10. Matrix representation of genome
Locus
Allele
Chromosome
So how is genome represented on a computer?
This whole matrix with a bunch of 0s and 1s is genome.
Each row is a locus.
Each number is an allele. In my simulation program, 0 means a useless allele, 1 means a useful allele, it has been determined by the past research.
Each column is one of a pair of chromosomes, one from mother, one from father.

11. Various selection approaches based on estimated breeding values
GEBV - Genomic Estimated Breeding Value
CGS - Conventional Genomic Selection Value
OHV - Optimal Haploid Value
PCV - Predicted Cross Value
etc...
There are various selection approaches. One way is to take a look at the estimated breeding values. These values can be obtained from the matrix representation of genome and effect values.
PCV is proposed by my mentor, Dr. Lizhi Wang’s Group

12. Mating function The mating function is very well optimized
The simulation tool’s mating function is well optimized. It takes about 3 seconds to mate 1 pair of genome with one hundred and 40 million loci. It is very fast and well optimized so that users don’t need to worry about this step.

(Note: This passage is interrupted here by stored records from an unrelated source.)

//! Persisted color-mode preference.

use crate::constants::MODE_STORAGE_KEY;
use crate::palette::ColorMode;
use fnv::FnvHashMap;

/// Minimal string key/value storage, e.g. `window.localStorage`.
pub trait KeyValueStore {
    fn get(&self, key: &str) -> Option<String>;
    fn set(&mut self, key: &str, value: &str);
}

/// In-memory store, used on the host and when browser storage is unavailable.
#[derive(Clone, Debug, Default)]
pub struct MemoryStore {
    entries: FnvHashMap<String, String>,
}

impl KeyValueStore for MemoryStore {
    fn get(&self, key: &str) -> Option<String> {
        self.entries.get(key).cloned()
    }

    fn set(&mut self, key: &str, value: &str) {
        self.entries.insert(key.to_string(), value.to_string());
    }
}

/// Read the stored mode. A missing or unrecognized value resets to dark mode
/// and persists that default.
pub fn load_mode<S: KeyValueStore + ?Sized>(store: &mut S) -> ColorMode {
    let stored = store.get(MODE_STORAGE_KEY);
    match stored.as_deref().and_then(ColorMode::from_class) {
        Some(mode) => mode,
        None => {
            if let Some(bad) = &stored {
                log::warn!("[mode] unrecognized stored mode {:?}; using dark", bad);
            }
            let mode = ColorMode::default();
            store.set(MODE_STORAGE_KEY, mode.as_class());
            mode
        }
    }
}

/// Flip `current`, persist the result and return it.
pub fn toggle_mode<S: KeyValueStore + ?Sized>(store: &mut S, current: ColorMode) -> ColorMode {
    let next = current.toggle();
    store.set(MODE_STORAGE_KEY, next.as_class());
    next
}
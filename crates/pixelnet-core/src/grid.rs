use glam::Vec2;

/// Row/column counts for a viewport tiled at `cell_size`.
#[inline]
pub fn grid_dims(width: f32, height: f32, cell_size: f32) -> (usize, usize) {
    if !(cell_size > 0.0) {
        return (0, 0);
    }
    let rows = (height.max(0.0) / cell_size).floor() as usize;
    let cols = (width.max(0.0) / cell_size).floor() as usize;
    (rows, cols)
}

/// Lattice points for a viewport, row-major: all columns of row 0 first.
pub fn build_grid(width: f32, height: f32, cell_size: f32) -> Vec<Vec2> {
    let (rows, cols) = grid_dims(width, height, cell_size);
    let Some(count) = rows.checked_mul(cols) else {
        log::warn!("[grid] {}x{} cells overflow; leaving grid empty", rows, cols);
        return Vec::new();
    };
    let mut points = Vec::with_capacity(count);
    for r in 0..rows {
        for c in 0..cols {
            points.push(Vec2::new(c as f32 * cell_size, r as f32 * cell_size));
        }
    }
    points
}

/// Index of the point closest to `target`. Ties go to the lowest index.
#[inline]
pub fn nearest_index(points: &[Vec2], target: Vec2) -> Option<usize> {
    let mut best: Option<(usize, f32)> = None;
    for (i, p) in points.iter().enumerate() {
        let d = p.distance_squared(target);
        match best {
            Some((_, bd)) if d >= bd => {}
            _ => best = Some((i, d)),
        }
    }
    best.map(|(i, _)| i)
}
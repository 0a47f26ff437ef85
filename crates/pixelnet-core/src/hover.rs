use crate::constants::{HOVER_CLASS, HOVER_CLASS_SELECTOR, HOVER_EMPHASIS_SELECTOR};
use crate::palette::ColorMode;

/// What pointer-enter does to an element; pointer-leave undoes it.
#[derive(Clone, Copy, Debug, PartialEq, Eq)]
pub enum HoverEffect {
    /// Add/remove a CSS class.
    Class(&'static str),
    /// Set inline transform and text-shadow.
    Emphasis,
}

/// Selector groups and the effect each one gets.
pub const HOVER_GROUPS: [(&str, HoverEffect); 2] = [
    (HOVER_CLASS_SELECTOR, HoverEffect::Class(HOVER_CLASS)),
    (HOVER_EMPHASIS_SELECTOR, HoverEffect::Emphasis),
];

/// Inline `(transform, text-shadow)` for an emphasized element.
#[inline]
pub fn emphasis_style(hovered: bool, mode: ColorMode) -> (&'static str, &'static str) {
    match (hovered, mode) {
        (true, ColorMode::Dark) => ("scale(1.03)", "0 0 8px var(--accent-color-dark)"),
        (true, ColorMode::Light) => ("scale(1.03)", "none"),
        (false, _) => ("scale(1)", "none"),
    }
}

#[cfg(test)]
mod tests {
    use super::*;

    #[test]
    fn light_mode_has_no_glow() {
        assert_eq!(emphasis_style(true, ColorMode::Light).1, "none");
        assert_ne!(emphasis_style(true, ColorMode::Dark).1, "none");
    }

    #[test]
    fn leave_resets_regardless_of_mode() {
        assert_eq!(
            emphasis_style(false, ColorMode::Dark),
            emphasis_style(false, ColorMode::Light)
        );
    }
}
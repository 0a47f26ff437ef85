#![cfg(target_arch = "wasm32")]
use glam::Vec2;
use pixelnet_core::constants::{CANVAS_ID, CUSTOM_CURSOR_SELECTOR};
use pixelnet_core::{NetworkConfig, PixelNetwork};
use std::cell::RefCell;
use std::rc::Rc;
use wasm_bindgen::prelude::*;
use wasm_bindgen::JsCast;
use wasm_bindgen_futures::spawn_local;
use web_sys as web;

mod dom;
mod events;
mod frame;
mod input;
mod render;
mod typewriter;

/// Resize the canvas to the window and rebuild the network, now and on every
/// `resize` event.
fn wire_canvas_resize(canvas: &web::HtmlCanvasElement, network: &Rc<RefCell<PixelNetwork>>) {
    let (w, h) = dom::sync_canvas_to_window(canvas);
    network.borrow_mut().rebuild(w as f32, h as f32);

    let canvas_resize = canvas.clone();
    let network_resize = network.clone();
    let resize_closure = Closure::wrap(Box::new(move || {
        let (w, h) = dom::sync_canvas_to_window(&canvas_resize);
        network_resize.borrow_mut().rebuild(w as f32, h as f32);
    }) as Box<dyn FnMut()>);
    if let Some(window) = web::window() {
        let _ = window
            .add_event_listener_with_callback("resize", resize_closure.as_ref().unchecked_ref());
    }
    resize_closure.forget();
}

fn read_config(canvas: &web::HtmlCanvasElement) -> NetworkConfig {
    let attrs = NetworkConfig::ATTRS
        .iter()
        .filter_map(|key| canvas.get_attribute(key).map(|v| (*key, v)));
    NetworkConfig::default().with_attrs(attrs)
}

fn random_seed() -> u64 {
    let hi = (js_sys::Math::random() * u32::MAX as f64) as u64;
    let lo = (js_sys::Math::random() * u32::MAX as f64) as u64;
    (hi << 32) | lo
}

/// Canvas, network and painter; fails only the animation, not the page.
fn init_network(
    document: &web::Document,
) -> anyhow::Result<(web::HtmlCanvasElement, Rc<RefCell<PixelNetwork>>, render::CanvasPainter)>
{
    let canvas_el = document
        .get_element_by_id(CANVAS_ID)
        .ok_or_else(|| anyhow::anyhow!("missing #{}", CANVAS_ID))?;
    let canvas: web::HtmlCanvasElement = canvas_el
        .dyn_into::<web::HtmlCanvasElement>()
        .map_err(|e| anyhow::anyhow!(format!("{:?}", e)))?;
    let painter = render::CanvasPainter::new(&canvas)?;
    let config = read_config(&canvas);
    log::info!(
        "[network] cell={} cables={} timing={:?}",
        config.cell_size,
        config.cable_count,
        config.timing
    );
    let network = Rc::new(RefCell::new(PixelNetwork::new(config, random_seed())));
    Ok((canvas, network, painter))
}

#[wasm_bindgen(start)]
pub fn start() -> Result<(), JsValue> {
    console_error_panic_hook::set_once();
    console_log::init_with_level(log::Level::Info).ok();
    log::info!("pixelnet-web starting");

    spawn_local(async move {
        if let Err(e) = init().await {
            log::error!("init error: {:?}", e);
        }
    });
    Ok(())
}

async fn init() -> anyhow::Result<()> {
    let window = web::window().ok_or_else(|| anyhow::anyhow!("no window"))?;
    let document = window
        .document()
        .ok_or_else(|| anyhow::anyhow!("no document"))?;

    typewriter::start_all(&document);
    events::wire_hover_effects(&document);

    let parts = match init_network(&document) {
        Ok(parts) => Some(parts),
        Err(e) => {
            log::warn!("[network] animation disabled: {:?}", e);
            None
        }
    };

    events::wire_mode_switch(&document, parts.as_ref().map(|(_, net, _)| net.clone()));

    let Some((canvas, network, painter)) = parts else {
        return Ok(());
    };

    wire_canvas_resize(&canvas, &network);

    let cursor = document
        .query_selector(CUSTOM_CURSOR_SELECTOR)
        .ok()
        .flatten()
        .and_then(|el| el.dyn_into::<web::HtmlElement>().ok());
    events::wire_pointer_handlers(events::PointerWiring {
        document: document.clone(),
        canvas: canvas.clone(),
        network: network.clone(),
        cursor,
    });

    let frame_ctx = Rc::new(RefCell::new(frame::FrameContext::new(
        network.clone(),
        painter,
        canvas.clone(),
    )));
    {
        let net = network.borrow();
        let Vec2 { x, y } = net.viewport();
        log::info!(
            "[network] {}x{} viewport, {} points, {} cables",
            x,
            y,
            net.points().len(),
            net.cables().len()
        );
    }
    frame::start_loop(frame_ctx);
    Ok(())
}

13. How to obtain GEBV It's very simple G = Genome E = Effect GEBV Genome
Now, how do you get breeding values? This is how to get GEBV, one of the breeding values. You can get GEBV by summing up all the values of multiplication of the genome and effect values.
The effect values are gained from the past research

14. Genomic Selection Simulation Tool
Informative
Interactive
Efficient
Cross platform
Now, this is the software I made. This software can simulate breeding of pretty much any plants with various selection approaches. This tool works on Windows, Mac, and Linux. You can save the paused simulation and restart from there later. The simulation is quite fast. This slide shows the simulation using GEBV.
Dark blue sticks represent histogram of GEBVs. Light blue filled part is maximum and minimum GEBVs. Red line is the average GEBV. The grey part represents the upper bound and lower bound. They show how close the genome are to each other. As you can see in the graph, the genomes get closer together and after generation 6, most genomes have GEBV of 8 million. You can also see that the breeding value is always going up. In phenotypic selection, this value can often go down. This is what I meant by slow and destructive.

15. Future work
Improving selection approaches is very important in genomic selection.
This tool will be publicly available.
We can create better and stronger plants more efficiently using this cool technology, which will lead to cheaper and more delicious food for consumers.
Improving selection approaches is the key to Genomic Selection. Even a small improvement in selection approaches can significantly reduce the cost of plant breeding. I am going to make this tool publicly available so that other plant breeders can use it in their breeding process. We can use this tool to design more efficient genomic selection approaches. And I hope this tool contributes to the field.

16. Acknowledgements Dr. Lizhi Wang Iowa State University
I would like to thank Dr Lizhi Wang for helping me and giving me this awesome opportunity.

17. Thank you for listening!
Any questions?
Thank you for listening. Do you have any questions?